Abuna[1][2] (ou Abune, que é a forma de status constructus usada quando um nome segue: Gueês አቡነ abuna / abune, 'nosso pai'; Amárico e Tigrínia) é o título honorífico usado para qualquer Bispo da Igreja Ortodoxa Etíope Tewahedo também como da Igreja Ortodoxa Eritreia Tewahedo. Foi historicamente usado somente para o chefe da Igreja Ortodoxa Copta na Etiópia durante os mais de 1000 anos quando o Patriarcado Copta de Alexandria nomeou apenas um Bispo de cada vez para servir seu rebanho etíope. Quando referido sem um nome a seguir, é Abun, e se um nome a seguir, torna-se Abuna (por exemplo, Abuna Paulo).[3]

HistóriaEditar

Historicamente o abuna da Igreja Etíope foi nomeado pelo Papa de Alexandria e Patriarca de Toda a África, que tinha autoridade diocesana sobre a Etiópia e o resto da África, a pedido do Imperador e, em tempos históricos, depois de pagar uma taxa substancial ao governo muçulmano pelo privilégio.

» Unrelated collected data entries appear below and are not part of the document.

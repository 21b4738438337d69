use std::path::Path;
use vanilla_mc::{MarketParams, SweepConfig};

/// One parsed data row of a written report
#[derive(Debug, serde::Deserialize)]
#[allow(dead_code)] // Not every test reads every column
pub struct ReportRow {
    #[serde(rename = "NUM_SIMS")]
    pub num_sims: usize,
    #[serde(rename = "BS_CALL")]
    pub bs_call: f64,
    #[serde(rename = "EST_CALL")]
    pub est_call: f64,
    #[serde(rename = "DIFF_CALL")]
    pub diff_call: f64,
    #[serde(rename = "BS_PUT")]
    pub bs_put: f64,
    #[serde(rename = "EST_PUT")]
    pub est_put: f64,
    #[serde(rename = "DIFF_PUT")]
    pub diff_put: f64,
}

/// Load the data rows of a report written by `run_report`
#[allow(dead_code)]
pub fn load_report(path: &Path) -> Result<Vec<ReportRow>, Box<dyn std::error::Error>> {
    let mut reader = csv::Reader::from_path(path)?;
    let mut rows = Vec::new();
    for result in reader.deserialize() {
        rows.push(result?);
    }
    Ok(rows)
}

/// The contract used throughout the report tests
#[allow(dead_code)]
pub fn standard_market() -> MarketParams {
    MarketParams::new(100.0, 100.0, 0.05, 0.5, 0.25)
}

/// Quick, silent sweep writing to `path`
#[allow(dead_code)]
pub fn create_test_config(path: &Path) -> SweepConfig {
    SweepConfig {
        output_path: path.to_path_buf(),
        ..SweepConfig::quick()
    }
}

/// Sample standard deviation
#[allow(dead_code)]
pub fn std_dev(values: &[f64]) -> f64 {
    let n = values.len() as f64;
    let mean = values.iter().sum::<f64>() / n;
    (values.iter().map(|v| (v - mean).powi(2)).sum::<f64>() / (n - 1.0)).sqrt()
}
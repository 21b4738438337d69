/// Failures surfaced by the pricing pipeline and the report driver.
///
/// Nothing inside the pipeline recovers locally: every failure travels up to
/// the caller, which decides whether to log and carry on.
#[derive(Debug, thiserror::Error)]
pub enum PricingError {
    #[error("arithmetic degeneracy: {0}")]
    ArithmeticDegeneracy(String),

    #[error("i/o failure: {0}")]
    IoFailure(String),
}

/// Coarse origin of a [`PricingError`], without the message payload.
#[derive(Debug, Clone, Copy, PartialEq, Eq)]
pub enum ErrorKind {
    ArithmeticDegeneracy,
    IoFailure,
}

impl PricingError {
    pub fn kind(&self) -> ErrorKind {
        match self {
            PricingError::ArithmeticDegeneracy(_) => ErrorKind::ArithmeticDegeneracy,
            PricingError::IoFailure(_) => ErrorKind::IoFailure,
        }
    }
}

impl From<std::io::Error> for PricingError {
    fn from(e: std::io::Error) -> Self {
        PricingError::IoFailure(e.to_string())
    }
}

impl From<csv::Error> for PricingError {
    fn from(e: csv::Error) -> Self {
        PricingError::IoFailure(e.to_string())
    }
}

impl From<statrs::StatsError> for PricingError {
    fn from(e: statrs::StatsError) -> Self {
        PricingError::ArithmeticDegeneracy(e.to_string())
    }
}

impl From<toml::de::Error> for PricingError {
    fn from(e: toml::de::Error) -> Self {
        PricingError::IoFailure(e.to_string())
    }
}

pub type PricingResult<T> = Result<T, PricingError>;
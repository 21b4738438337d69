use crate::error::{PricingError, PricingResult};
use crate::sweep::types::MarketParams;
use serde::Deserialize;
use std::path::{Path, PathBuf};

/// Main configuration struct for a convergence sweep
#[derive(Debug, Deserialize, Clone, PartialEq)]
pub struct SweepConfig {
    /// Contract and market inputs, held fixed across the sweep
    #[serde(default)]
    pub market: MarketParams,

    /// Seed for the pseudo-random stream, applied once per sweep
    #[serde(default = "default_seed")]
    pub seed: u64,

    /// Sample sizes to evaluate, in the order they are written
    #[serde(default = "default_sim_counts")]
    pub sim_counts: Vec<usize>,

    /// Destination of the CSV report
    #[serde(default = "default_output_path")]
    pub output_path: PathBuf,

    /// Verbosity level (0=silent, 1=progress, 2=progress and results)
    #[serde(default = "default_verbosity")]
    pub verbosity: u8,
}

impl Default for SweepConfig {
    fn default() -> Self {
        Self {
            market: MarketParams::default(),
            seed: default_seed(),
            sim_counts: default_sim_counts(),
            output_path: default_output_path(),
            verbosity: default_verbosity(),
        }
    }
}

impl SweepConfig {
    /// Full sweep from 100 to 1,000,000 samples
    pub fn standard() -> Self {
        Self::default()
    }

    /// Short sweep for tests and quick checks
    pub fn quick() -> Self {
        Self {
            sim_counts: vec![100, 1_000, 10_000],
            verbosity: 0,
            ..Self::default()
        }
    }

    /// Parse a TOML document; missing keys fall back to the defaults.
    pub fn from_toml_str(s: &str) -> PricingResult<Self> {
        let config: SweepConfig = toml::from_str(s)?;
        config.validate()?;
        Ok(config)
    }

    pub fn from_toml_file(path: impl AsRef<Path>) -> PricingResult<Self> {
        let text = std::fs::read_to_string(path)?;
        Self::from_toml_str(&text)
    }

    /// Reject configurations that cannot produce a single row.
    pub fn validate(&self) -> PricingResult<()> {
        self.market.validate()?;
        if self.sim_counts.is_empty() {
            return Err(PricingError::ArithmeticDegeneracy(
                "sweep has no sample sizes".to_string(),
            ));
        }
        Ok(())
    }
}

fn default_seed() -> u64 {
    1234
}

fn default_sim_counts() -> Vec<usize> {
    vec![100, 1_000, 10_000, 100_000, 1_000_000]
}

fn default_output_path() -> PathBuf {
    PathBuf::from("assignment3_results.csv")
}

fn default_verbosity() -> u8 {
    1
}
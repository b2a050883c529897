//! Seeds the well-known test user used by manual and scripted login checks.
//!
//! Any existing row with the same email is removed first, so the script can
//! be re-run to reset the password.

use sea_orm::{ActiveModelTrait, ColumnTrait, EntityTrait, QueryFilter, Set};
use tracing::info;

use quotation_api::auth::{hash_password, SYSTEM_ACTOR_ID};
use quotation_api::config::{self, DEFAULT_COMPANY_CODE};
use quotation_api::db;
use quotation_api::entities::user;

const TEST_EMAIL: &str = "test@example.com";
const TEST_PASSWORD: &str = "Password@123";
const TEST_USER_NAME: &str = "Test User";
const TEST_MOBILE: &str = "1234567890";

#[tokio::main]
async fn main() -> anyhow::Result<()> {
    config::init_tracing("info", false);

    let database_url = config::database_url_from_env()?;
    let pool = db::establish_connection(&database_url).await?;
    db::run_migrations(&pool).await?;

    let removed = user::Entity::delete_many()
        .filter(user::Column::Email.eq(TEST_EMAIL))
        .exec(&pool)
        .await?;
    if removed.rows_affected > 0 {
        info!(rows = removed.rows_affected, "Removed existing test user");
    }

    let password = hash_password(TEST_PASSWORD)?;
    let created = user::ActiveModel {
        user_name: Set(TEST_USER_NAME.to_string()),
        email: Set(TEST_EMAIL.to_string()),
        mobile_number: Set(Some(TEST_MOBILE.to_string())),
        password: Set(password),
        is_active: Set(true),
        company_code: Set(DEFAULT_COMPANY_CODE.to_string()),
        created_by: Set(SYSTEM_ACTOR_ID),
        ..Default::default()
    }
    .insert(&pool)
    .await?;

    info!(user_id = created.id, email = TEST_EMAIL, "Test user seeded");
    println!("Seeded {} / {}", TEST_EMAIL, TEST_PASSWORD);
    Ok(())
}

O abuna seria selecionado entre os membros do Mosteiro de Santo Antônio. Embora vários abunas pudessem ser nomeados de uma só vez, um pedido em 1140 para nomear o suficiente para consagrar um Metropolita foi recusado.[4]

O candidato frequentemente carecia de conhecimento da língua nativa e até mesmo dos costumes locais da Igreja etíope. Como resultado, a maioria dos abunas tinha uma influência mínima tanto sobre a religião etíope quanto sobre a política. Sua autoridade acabou sendo preenchida em assuntos eclesiásticos pelo Ichege ou Abade do Mosteiro de Debre Libano em Xoa, o único detentor deste título em particular na Etiópia. (Este título é agora habitualmente ocupado pelo Patriarca da Igreja Ortodoxa Etíope de Tewahedo).

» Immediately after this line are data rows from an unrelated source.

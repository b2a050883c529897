use async_trait::async_trait;
use chrono::{DateTime, Utc};
use sea_orm::entity::prelude::*;
use sea_orm::{ActiveValue, Set};
use serde::{Deserialize, Serialize};
use utoipa::ToSchema;

/// Manufacturing process under a machinery category
#[derive(Clone, Debug, PartialEq, Eq, DeriveEntityModel, Serialize, Deserialize, ToSchema)]
#[sea_orm(table_name = "machinery_subcategories")]
#[schema(as = MachinerySubcategory)]
pub struct Model {
    #[sea_orm(primary_key)]
    pub id: i32,
    #[sea_orm(nullable)]
    pub category_id: Option<i32>,
    pub subcategory_name: String,
    #[sea_orm(column_type = "Text", nullable)]
    pub description: Option<String>,
    pub created_at: DateTime<Utc>,
    pub created_by: i32,
    pub updated_at: Option<DateTime<Utc>>,
    pub updated_by: Option<i32>,
    pub deleted_at: Option<DateTime<Utc>>,
    pub deleted_by: Option<i32>,
}

#[derive(Copy, Clone, Debug, EnumIter, DeriveRelation)]
pub enum Relation {
    #[sea_orm(
        belongs_to = "super::machinery_master::Entity",
        from = "Column::CategoryId",
        to = "super::machinery_master::Column::Id",
        on_delete = "Cascade"
    )]
    Category,
    #[sea_orm(has_many = "super::process_pricing::Entity")]
    ProcessPricing,
}

impl Related<super::machinery_master::Entity> for Entity {
    fn to() -> RelationDef {
        Relation::Category.def()
    }
}

impl Related<super::process_pricing::Entity> for Entity {
    fn to() -> RelationDef {
        Relation::ProcessPricing.def()
    }
}

#[async_trait]
impl ActiveModelBehavior for ActiveModel {
    async fn before_save<C>(self, _db: &C, insert: bool) -> Result<Self, DbErr>
    where
        C: ConnectionTrait,
    {
        let mut active_model = self;
        let now = Utc::now();

        if insert && matches!(active_model.created_at, ActiveValue::NotSet) {
            active_model.created_at = Set(now);
        }
        if let ActiveValue::NotSet = active_model.updated_at {
            active_model.updated_at = Set(Some(now));
        }

        Ok(active_model)
    }
}
mod common;

use axum::http::{Method, StatusCode};
use common::{TestApp, TEST_EMAIL, TEST_PASSWORD};
use quotation_api::auth::verify_password;
use quotation_api::config::DEFAULT_COMPANY_CODE;
use quotation_api::entities::user;
use sea_orm::EntityTrait;
use serde_json::json;

#[tokio::test]
async fn register_returns_created_user_without_password() {
    let app = TestApp::new().await;

    let (status, body) = app
        .call(
            Method::POST,
            "/api/auth/register",
            Some(json!({
                "username": "Asha",
                "email": "asha@example.com",
                "mobile": "9876543210",
                "password": "s3cret!",
                "companyCode": "ACM001",
            })),
            None,
        )
        .await;

    assert_eq!(status, StatusCode::CREATED);
    assert_eq!(body["success"], true);
    assert_eq!(body["message"], "User Registered Successfully!");
    assert_eq!(body["user"]["user_name"], "Asha");
    assert_eq!(body["user"]["email"], "asha@example.com");
    assert!(body["user"].get("password").is_none());

    let stored = app
        .count(
            "SELECT COUNT(*) FROM users \
             WHERE email = 'asha@example.com' AND company_code = 'ACM001' AND created_by = 0",
        )
        .await;
    assert_eq!(stored, 1);
}

#[tokio::test]
async fn register_stores_bcrypt_hash_and_default_company() {
    let app = TestApp::new().await;
    let id = app.seed_user().await;

    let stored = user::Entity::find_by_id(id as i32)
        .one(app.pool())
        .await
        .unwrap()
        .expect("registered user row");

    assert!(stored.password.starts_with("$2b$10$"));
    assert!(verify_password(TEST_PASSWORD, &stored.password).unwrap());
    assert_eq!(stored.company_code, DEFAULT_COMPANY_CODE);
    assert!(stored.is_active);
}

#[tokio::test]
async fn register_requires_every_field() {
    let app = TestApp::new().await;

    let (status, body) = app
        .call(
            Method::POST,
            "/api/auth/register",
            Some(json!({ "username": "Asha", "email": "asha@example.com", "password": "x" })),
            None,
        )
        .await;

    assert_eq!(status, StatusCode::BAD_REQUEST);
    assert_eq!(body["success"], false);
    assert_eq!(body["message"], "All fields are required!");
}

#[tokio::test]
async fn duplicate_email_fails_registration() {
    let app = TestApp::new().await;
    app.seed_user().await;

    let (status, body) = app
        .call(
            Method::POST,
            "/api/auth/register",
            Some(json!({
                "username": "Someone Else",
                "email": TEST_EMAIL,
                "mobile": "555",
                "password": "another",
            })),
            None,
        )
        .await;

    assert_eq!(status, StatusCode::BAD_REQUEST);
    assert_eq!(body["success"], false);
    assert_eq!(body["message"], "User Registration failed!");
}

#[tokio::test]
async fn login_with_seeded_user_returns_token_and_user() {
    let app = TestApp::new().await;
    let id = app.seed_user().await;

    let (status, body) = app
        .call(
            Method::POST,
            "/api/auth/login",
            Some(json!({ "email": TEST_EMAIL, "password": TEST_PASSWORD })),
            None,
        )
        .await;

    assert_eq!(status, StatusCode::OK);
    assert_eq!(body["success"], true);
    assert_eq!(body["message"], "Login Successful!");
    assert_eq!(body["user"]["id"], id);
    assert_eq!(body["user"]["username"], "Test User");
    assert_eq!(body["user"]["email"], TEST_EMAIL);

    let token = body["token"].as_str().expect("token string");
    let claims = app.state.auth.validate_token(token).expect("valid token");
    assert_eq!(claims.id, id as i32);
    assert_eq!(claims.sub, id.to_string());
    assert_eq!(claims.email, TEST_EMAIL);
    assert_eq!(claims.exp - claims.iat, 3600);
}

#[tokio::test]
async fn login_with_wrong_password_is_unauthorized() {
    let app = TestApp::new().await;
    app.seed_user().await;

    let (status, body) = app
        .call(
            Method::POST,
            "/api/auth/login",
            Some(json!({ "email": TEST_EMAIL, "password": "wrong" })),
            None,
        )
        .await;

    assert_eq!(status, StatusCode::UNAUTHORIZED);
    assert_eq!(body["success"], false);
    assert_eq!(body["message"], "Invalid credentials!");
    assert!(body.get("token").is_none());
}

#[tokio::test]
async fn login_for_unknown_email_reports_user_not_found() {
    let app = TestApp::new().await;

    let (status, body) = app
        .call(
            Method::POST,
            "/api/auth/login",
            Some(json!({ "email": "nobody@example.com", "password": "whatever" })),
            None,
        )
        .await;

    assert_eq!(status, StatusCode::UNAUTHORIZED);
    assert_eq!(body["message"], "User not found!");
}

#[tokio::test]
async fn login_rejects_mismatched_company_code() {
    let app = TestApp::new().await;
    app.seed_user().await;

    let (status, body) = app
        .call(
            Method::POST,
            "/api/auth/login",
            Some(json!({
                "email": TEST_EMAIL,
                "password": TEST_PASSWORD,
                "companyCode": "OTHER1",
            })),
            None,
        )
        .await;
    assert_eq!(status, StatusCode::UNAUTHORIZED);
    assert_eq!(body["message"], "Invalid credentials!");

    let (status, _) = app
        .call(
            Method::POST,
            "/api/auth/login",
            Some(json!({
                "email": TEST_EMAIL,
                "password": TEST_PASSWORD,
                "companyCode": DEFAULT_COMPANY_CODE,
            })),
            None,
        )
        .await;
    assert_eq!(status, StatusCode::OK);
}

#[tokio::test]
async fn inactive_user_cannot_log_in() {
    let app = TestApp::new().await;
    app.seed_user().await;
    app.execute("UPDATE users SET is_active = 0").await;

    let (status, body) = app
        .call(
            Method::POST,
            "/api/auth/login",
            Some(json!({ "email": TEST_EMAIL, "password": TEST_PASSWORD })),
            None,
        )
        .await;

    assert_eq!(status, StatusCode::UNAUTHORIZED);
    assert_eq!(body["message"], "User not found!");
}

#[tokio::test]
async fn login_requires_email_and_password() {
    let app = TestApp::new().await;

    let (status, body) = app
        .call(
            Method::POST,
            "/api/auth/login",
            Some(json!({ "email": TEST_EMAIL })),
            None,
        )
        .await;

    assert_eq!(status, StatusCode::BAD_REQUEST);
    assert_eq!(body["message"], "Email and password are required!");
}

#[tokio::test]
async fn bearer_token_identifies_the_acting_user() {
    let app = TestApp::new().await;
    let id = app.seed_user().await;
    let token = app.login_token().await;

    let (status, body) = app
        .call(
            Method::POST,
            "/materials/add",
            Some(json!({ "material_name": "EN8" })),
            Some(&token),
        )
        .await;
    assert_eq!(status, StatusCode::CREATED);
    assert_eq!(body["data"]["created_by"], id);

    let (status, body) = app
        .call(
            Method::POST,
            "/materials/add",
            Some(json!({ "material_name": "EN19" })),
            None,
        )
        .await;
    assert_eq!(status, StatusCode::CREATED);
    assert_eq!(body["data"]["created_by"], 0);
}

#[tokio::test]
async fn invalid_bearer_token_is_rejected() {
    let app = TestApp::new().await;

    let (status, body) = app
        .call(Method::GET, "/materials/getAll", None, Some("not-a-jwt"))
        .await;

    assert_eq!(status, StatusCode::UNAUTHORIZED);
    assert_eq!(body["success"], false);
}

Os visitantes da Etiópia nesta época, como Francisco Álvares no século XVI e Remedius Prutky no século XVIII,[5] ficaram maravilhados com a ordenação em massa de diáconos e sacerdotes com pouco mais que um aceno da cruz e uma oração, que era o principal dever dos abunas.

Após muitos séculos, o imperador Haile Selassie I da Etiópia, o último monarca cristão oriental reinante no mundo, chegou a um acordo com a Igreja Copta Ortodoxa em Alexandria, Egito, em 13 de julho de 1948. Isto levou à promoção da Igreja da Etiópia à categoria de Patriarcado autocéfalo. Cinco bispos foram imediatamente consagrados pelo Papa Copta Ortodoxo Copta de Alexandria. Mais tarde eles elegeram um Patriarca etíope para sua Igreja após a morte de abuna Cirilo IV, o último Copta a liderar a Igreja da Etiópia.[6] O primeiro Patriarca da Etiópia foi abuna Basílio, que foi consagrado em 14 de janeiro de 1951.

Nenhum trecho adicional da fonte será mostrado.